Antimicrobial Resistance Rising Fast In Livestock of Developing World

Antimicrobial resistance (AMR) is emerging fast in livestock in the developing world, with northeast India and northern China among the most worrisome “hotspots”, says a first-ever study mapping AMR in low and middle-income countries, published this week in ScienceParts of Turkey, Kenya, Brazil, Egypt, Vietnam and South Africa were also noted as areas of high concern.

Chickens roam freely outside of a family-owned farm in Kitwe, Zambia.

Kenya, Morocco, Uruguay, southern Brazil, central India, and southern China also were noted as areas where resistance is starting to emerge.  There was uncertainty about trends in the Andes, the Amazon region, West and Central Africa, the Tibetan plateau, Myanmar, and Indonesia, the authors noted. And data was contradictory for Ethiopia, Thailand, Chhattisgarh (India), and Rio Grande do Sul (Brazil).

The study found that in the low and lower-middle income countries reviewed (LMICs), levels of resistance for the most common classes of antibiotics important to human health were approaching or even exceeding levels of AMR found in Europe and the United States, which have been using antibiotics in livestock production since the 1950s.

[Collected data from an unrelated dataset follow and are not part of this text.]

//! Goal run functions: what an agent does once a goal is chosen

use rand::Rng;
use serde::{Deserialize, Serialize};

use crate::core::config::{PathfindingConfig, PlannerConfig};
use crate::core::types::{EntityId, GridCoord, Vec2};
use crate::ecs::world::World;
use crate::entity::components::{Brain, Position};
use crate::entity::needs::Needs;
use crate::pathfinding::astar::Pathfinder;
use crate::planner::goals::Goal;
use crate::spatial::nav::NavGrid;

/// The concrete behaviour currently executing
#[derive(Debug, Clone, Copy, PartialEq, Eq, Hash, Default, Serialize, Deserialize)]
pub enum Action {
    #[default]
    Idle,
    Eat,
    Rest,
    Socialize,
    Wander,
    Hunt,
}

/// Result of running a goal, as far as movement is concerned
#[derive(Debug, Clone, Copy, PartialEq, Eq)]
pub enum RouteOutcome {
    /// The goal does not move the agent
    Stationary,
    /// A route was planned and the first waypoint set
    Routed,
    /// A destination was picked but no path reaches it
    Unreachable,
}

/// Everything a goal needs to act on one agent
pub struct ActionContext<'a, G: NavGrid + ?Sized> {
    pub world: &'a mut World,
    pub nav: &'a G,
    pub entity: EntityId,
    pub planner: &'a PlannerConfig,
    pub pathfinding: &'a PathfindingConfig,
}

impl<'a, G: NavGrid + ?Sized> ActionContext<'a, G> {
    fn brain(&mut self) -> Option<&mut Brain> {
        self.world.brains.get_mut(self.entity)
    }

    fn set_state(&mut self, goal: Option<Goal>, action: Action) {
        if let Some(brain) = self.brain() {
            if let Some(goal) = goal {
                brain.goal = goal;
            }
            brain.action = action;
        }
    }

    fn current_tile(&self) -> Option<GridCoord> {
        self.world
            .positions
            .get(self.entity)
            .map(|p| p.tile(self.nav.tile_size()))
    }

    /// Run the behaviour attached to `goal`
    pub fn run<R: Rng + ?Sized>(&mut self, goal: Goal, rng: &mut R) -> RouteOutcome {
        match goal {
            Goal::Idle => {
                self.set_state(Some(Goal::Idle), Action::Idle);
                RouteOutcome::Stationary
            }
            Goal::Eat => {
                self.set_state(Some(Goal::Eat), Action::Eat);
                RouteOutcome::Stationary
            }
            Goal::Rest => {
                self.set_state(Some(Goal::Rest), Action::Rest);
                let cooldown = self.planner.rest_cooldown_ms;
                if let Some(brain) = self.brain() {
                    brain.cooldown_ms = cooldown;
                }
                RouteOutcome::Stationary
            }
            Goal::Socialize => self.socialize(),
            Goal::Explore => {
                self.set_state(Some(Goal::Explore), Action::Wander);
                self.wander(rng)
            }
            Goal::Hunt => {
                self.set_state(Some(Goal::Hunt), Action::Hunt);
                RouteOutcome::Stationary
            }
        }
    }

    /// Head for the nearest other agent within `socialize_range`
    fn socialize(&mut self) -> RouteOutcome {
        self.set_state(Some(Goal::Socialize), Action::Socialize);

        let Some(me) = self.world.positions.get(self.entity).map(|p| p.as_vec2()) else {
            return RouteOutcome::Stationary;
        };
        let range = self.planner.socialize_range;
        let nearest = self
            .world
            .join::<Position, Needs>()
            .filter(|(e, _, _)| *e != self.entity)
            .map(|(_, p, _)| (p.as_vec2(), me.distance(&p.as_vec2())))
            .filter(|(_, d)| *d <= range)
            .min_by(|a, b| a.1.total_cmp(&b.1))
            .map(|(pos, _)| pos);

        match nearest {
            Some(companion) => {
                let tile = self.nav.tile_of(companion);
                self.route_to(tile)
            }
            None => RouteOutcome::Stationary,
        }
    }

    /// Pick a nearby walkable tile and route there; goal is left unchanged
    pub fn wander<R: Rng + ?Sized>(&mut self, rng: &mut R) -> RouteOutcome {
        let Some(here) = self.current_tile() else {
            return RouteOutcome::Stationary;
        };
        self.set_state(None, Action::Wander);
        let destination = pick_nearby_walkable(self.nav, here, self.planner, rng);
        self.route_to(destination)
    }

    /// Plan a path to `destination` and load it into the brain
    ///
    /// When the direct search fails both ends are snapped to their nearest
    /// walkable tiles and the search is retried once.
    pub fn route_to(&mut self, destination: GridCoord) -> RouteOutcome {
        let Some(here) = self.current_tile() else {
            return RouteOutcome::Stationary;
        };
        let pathfinder = Pathfinder::with_config(self.nav, self.pathfinding);

        let mut path = pathfinder.find_path(here, destination);
        if path.is_empty() {
            let from = pathfinder.find_nearest_walkable(here.x, here.y);
            let to = pathfinder.find_nearest_walkable(destination.x, destination.y);
            path = pathfinder.find_path(from, to);
        }

        if path.is_empty() {
            tracing::warn!(
                "Entity {} found no path from {:?} to {:?}",
                self.entity,
                here,
                destination
            );
            return RouteOutcome::Unreachable;
        }

        let waypoints = route_waypoints(self.nav, here, &path);
        if let Some(brain) = self.brain() {
            brain.set_route(waypoints);
        }
        RouteOutcome::Routed
    }
}

/// Tile centres to walk through, skipping the tile the agent stands on
fn route_waypoints<G: NavGrid + ?Sized>(nav: &G, here: GridCoord, path: &[GridCoord]) -> Vec<Vec2> {
    let mut waypoints: Vec<Vec2> = path
        .iter()
        .filter(|c| **c != here)
        .map(|c| nav.tile_center(*c))
        .collect();
    if waypoints.is_empty() {
        if let Some(last) = path.last() {
            waypoints.push(nav.tile_center(*last));
        }
    }
    waypoints
}

/// Random walkable tile near `origin`
///
/// Samples `wander_attempts` offsets within each radius in turn and falls
/// back to the map centre.
pub fn pick_nearby_walkable<G: NavGrid + ?Sized, R: Rng + ?Sized>(
    nav: &G,
    origin: GridCoord,
    config: &PlannerConfig,
    rng: &mut R,
) -> GridCoord {
    for &radius in &config.wander_radii {
        let r = radius as f32;
        for _ in 0..config.wander_attempts {
            let dx = ((rng.gen::<f32>() * 2.0 - 1.0) * r).floor() as i32;
            let dy = ((rng.gen::<f32>() * 2.0 - 1.0) * r).floor() as i32;
            let candidate = origin.offset(dx, dy);
            if nav.is_walkable(candidate.x, candidate.y) {
                return candidate;
            }
        }
    }
    GridCoord::new(nav.cols() / 2, nav.rows() / 2)
}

The authors recommended that governments of the lower-middle income countries where resistance is rising, together with high-income countries that help drive the global market for meat, work together to reduce the threat of rising AMR.

The study pointed out that industrial livestock production, which has also been linked to driving climate change, consumes some 73% of all antimicrobials produced annually. Governments of countries at risk could take “immediate action” in regulating antibiotic use, and adopting biosafety practices more common in high income countries, the authors said.

Geographic distribution of antimicrobial resistance in LIMCs. P50 measures the proportion of antimicrobial compounds with resistance higher than 50%.

The studied identified and reviewed 901 point prevalence surveys of AMR resistance in low- and middle- income country livestock settings for the common indicator pathogens: Escherichia coli, Campylobacter spp., nontyphoidal Salmonella spp., and Staphylococcus aureus.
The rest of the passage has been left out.